### [EXERCISE DIRECTIONS]
The word "path": in how many lines of the records does it appear? Reply with the number alone.

### [Dataset records]
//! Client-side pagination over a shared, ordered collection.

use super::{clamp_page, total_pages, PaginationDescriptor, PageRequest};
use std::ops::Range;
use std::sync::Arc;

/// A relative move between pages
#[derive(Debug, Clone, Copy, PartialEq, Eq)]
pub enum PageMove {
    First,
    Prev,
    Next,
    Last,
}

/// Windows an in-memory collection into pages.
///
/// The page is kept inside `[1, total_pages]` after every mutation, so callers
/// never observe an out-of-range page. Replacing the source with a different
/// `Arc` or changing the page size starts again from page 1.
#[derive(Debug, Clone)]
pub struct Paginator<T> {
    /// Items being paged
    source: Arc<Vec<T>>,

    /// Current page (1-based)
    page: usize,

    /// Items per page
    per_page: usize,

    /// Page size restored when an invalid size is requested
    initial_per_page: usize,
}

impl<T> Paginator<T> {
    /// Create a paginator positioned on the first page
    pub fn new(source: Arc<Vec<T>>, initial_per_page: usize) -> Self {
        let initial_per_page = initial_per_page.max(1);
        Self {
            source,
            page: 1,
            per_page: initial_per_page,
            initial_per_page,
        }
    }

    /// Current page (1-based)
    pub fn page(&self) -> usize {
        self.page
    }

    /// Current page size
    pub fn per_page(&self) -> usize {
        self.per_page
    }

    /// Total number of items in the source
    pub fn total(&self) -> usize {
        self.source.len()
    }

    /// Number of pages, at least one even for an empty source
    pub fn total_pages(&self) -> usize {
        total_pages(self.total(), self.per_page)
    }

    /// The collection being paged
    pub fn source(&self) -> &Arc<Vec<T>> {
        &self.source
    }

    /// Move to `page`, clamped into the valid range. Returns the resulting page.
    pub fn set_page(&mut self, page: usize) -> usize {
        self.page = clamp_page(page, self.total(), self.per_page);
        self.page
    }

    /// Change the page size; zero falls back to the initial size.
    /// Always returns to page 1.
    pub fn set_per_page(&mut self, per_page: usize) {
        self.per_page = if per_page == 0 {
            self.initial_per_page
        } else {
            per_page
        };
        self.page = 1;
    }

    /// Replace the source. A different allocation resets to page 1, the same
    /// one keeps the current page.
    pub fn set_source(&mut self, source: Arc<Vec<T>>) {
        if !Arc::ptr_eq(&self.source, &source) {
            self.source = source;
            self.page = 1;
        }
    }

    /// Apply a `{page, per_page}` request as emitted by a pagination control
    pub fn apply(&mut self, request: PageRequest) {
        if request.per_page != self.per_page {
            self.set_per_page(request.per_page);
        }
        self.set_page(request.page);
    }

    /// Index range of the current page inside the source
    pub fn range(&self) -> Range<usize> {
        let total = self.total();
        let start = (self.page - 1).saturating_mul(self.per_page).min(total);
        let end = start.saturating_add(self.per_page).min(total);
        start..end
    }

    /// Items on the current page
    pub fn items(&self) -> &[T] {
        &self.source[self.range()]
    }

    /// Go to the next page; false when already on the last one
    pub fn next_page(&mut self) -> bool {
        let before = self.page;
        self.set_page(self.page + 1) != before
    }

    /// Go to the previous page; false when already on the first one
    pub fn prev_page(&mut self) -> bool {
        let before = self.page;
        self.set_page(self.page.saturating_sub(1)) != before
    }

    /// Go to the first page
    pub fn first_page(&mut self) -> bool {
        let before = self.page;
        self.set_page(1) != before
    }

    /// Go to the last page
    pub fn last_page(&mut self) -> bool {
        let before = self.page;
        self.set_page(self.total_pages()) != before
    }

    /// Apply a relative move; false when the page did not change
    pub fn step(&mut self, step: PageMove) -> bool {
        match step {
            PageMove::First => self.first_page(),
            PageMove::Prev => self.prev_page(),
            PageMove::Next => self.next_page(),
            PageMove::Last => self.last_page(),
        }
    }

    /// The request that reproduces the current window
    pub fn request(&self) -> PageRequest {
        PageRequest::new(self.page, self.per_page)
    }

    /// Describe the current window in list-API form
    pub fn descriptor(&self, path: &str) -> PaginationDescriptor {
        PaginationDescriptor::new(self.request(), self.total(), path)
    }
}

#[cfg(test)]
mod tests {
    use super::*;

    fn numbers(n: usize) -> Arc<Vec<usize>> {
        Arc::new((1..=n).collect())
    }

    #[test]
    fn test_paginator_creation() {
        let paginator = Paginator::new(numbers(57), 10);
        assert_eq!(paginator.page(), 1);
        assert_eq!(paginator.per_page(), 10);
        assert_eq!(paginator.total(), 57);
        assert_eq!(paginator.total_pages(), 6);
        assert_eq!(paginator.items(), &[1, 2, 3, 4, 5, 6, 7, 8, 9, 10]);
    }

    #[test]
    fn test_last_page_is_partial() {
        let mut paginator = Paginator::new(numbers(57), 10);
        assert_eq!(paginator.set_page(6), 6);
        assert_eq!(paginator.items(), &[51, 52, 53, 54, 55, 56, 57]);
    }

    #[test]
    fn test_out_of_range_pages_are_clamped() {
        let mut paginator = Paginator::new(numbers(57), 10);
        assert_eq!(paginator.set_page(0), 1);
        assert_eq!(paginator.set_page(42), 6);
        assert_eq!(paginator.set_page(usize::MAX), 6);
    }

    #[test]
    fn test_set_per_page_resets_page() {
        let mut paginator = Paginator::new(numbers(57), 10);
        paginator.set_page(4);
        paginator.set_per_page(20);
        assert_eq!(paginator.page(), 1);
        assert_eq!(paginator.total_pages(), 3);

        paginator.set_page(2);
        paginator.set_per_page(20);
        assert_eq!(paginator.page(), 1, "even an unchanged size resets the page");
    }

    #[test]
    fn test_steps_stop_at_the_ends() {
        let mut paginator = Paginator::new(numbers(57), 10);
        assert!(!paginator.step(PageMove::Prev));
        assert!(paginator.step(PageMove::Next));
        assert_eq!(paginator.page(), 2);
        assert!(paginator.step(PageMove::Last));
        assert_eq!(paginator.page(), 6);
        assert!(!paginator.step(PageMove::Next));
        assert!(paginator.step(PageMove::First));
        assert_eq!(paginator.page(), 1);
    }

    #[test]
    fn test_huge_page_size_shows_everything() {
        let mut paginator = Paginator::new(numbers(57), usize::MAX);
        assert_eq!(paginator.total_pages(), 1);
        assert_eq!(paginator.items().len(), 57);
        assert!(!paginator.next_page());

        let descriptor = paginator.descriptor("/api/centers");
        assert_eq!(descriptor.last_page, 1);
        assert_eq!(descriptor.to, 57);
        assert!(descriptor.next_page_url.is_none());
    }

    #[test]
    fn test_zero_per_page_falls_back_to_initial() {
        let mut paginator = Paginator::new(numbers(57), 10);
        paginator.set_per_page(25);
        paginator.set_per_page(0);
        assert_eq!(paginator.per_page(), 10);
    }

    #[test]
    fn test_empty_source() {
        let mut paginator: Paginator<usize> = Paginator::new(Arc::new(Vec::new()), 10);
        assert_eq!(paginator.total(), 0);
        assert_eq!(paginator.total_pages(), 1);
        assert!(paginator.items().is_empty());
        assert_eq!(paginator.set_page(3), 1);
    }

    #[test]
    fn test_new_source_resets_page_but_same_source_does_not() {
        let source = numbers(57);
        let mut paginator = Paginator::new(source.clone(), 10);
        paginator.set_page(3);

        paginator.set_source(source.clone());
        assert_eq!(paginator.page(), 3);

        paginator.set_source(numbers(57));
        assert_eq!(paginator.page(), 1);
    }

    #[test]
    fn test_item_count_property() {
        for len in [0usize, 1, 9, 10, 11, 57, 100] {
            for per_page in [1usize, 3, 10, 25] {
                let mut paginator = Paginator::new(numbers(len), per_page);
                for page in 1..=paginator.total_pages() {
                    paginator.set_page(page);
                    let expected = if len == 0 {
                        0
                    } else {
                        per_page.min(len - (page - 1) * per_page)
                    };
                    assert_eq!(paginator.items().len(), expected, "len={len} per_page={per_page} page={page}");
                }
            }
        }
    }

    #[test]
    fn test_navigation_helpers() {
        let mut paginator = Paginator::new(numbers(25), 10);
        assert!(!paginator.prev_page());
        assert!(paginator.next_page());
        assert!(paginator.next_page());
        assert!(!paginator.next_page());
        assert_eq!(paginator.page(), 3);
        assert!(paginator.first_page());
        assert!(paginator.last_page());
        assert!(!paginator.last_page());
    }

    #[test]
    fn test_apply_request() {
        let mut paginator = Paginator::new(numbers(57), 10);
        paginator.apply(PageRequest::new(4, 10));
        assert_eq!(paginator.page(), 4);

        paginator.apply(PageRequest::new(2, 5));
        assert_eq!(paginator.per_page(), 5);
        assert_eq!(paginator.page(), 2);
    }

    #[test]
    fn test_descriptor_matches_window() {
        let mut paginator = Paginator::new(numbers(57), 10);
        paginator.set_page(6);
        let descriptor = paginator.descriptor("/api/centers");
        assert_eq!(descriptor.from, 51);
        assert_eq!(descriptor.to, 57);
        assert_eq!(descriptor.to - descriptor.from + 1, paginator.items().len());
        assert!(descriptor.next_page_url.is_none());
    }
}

### [EXERCISE OUTPUT]
2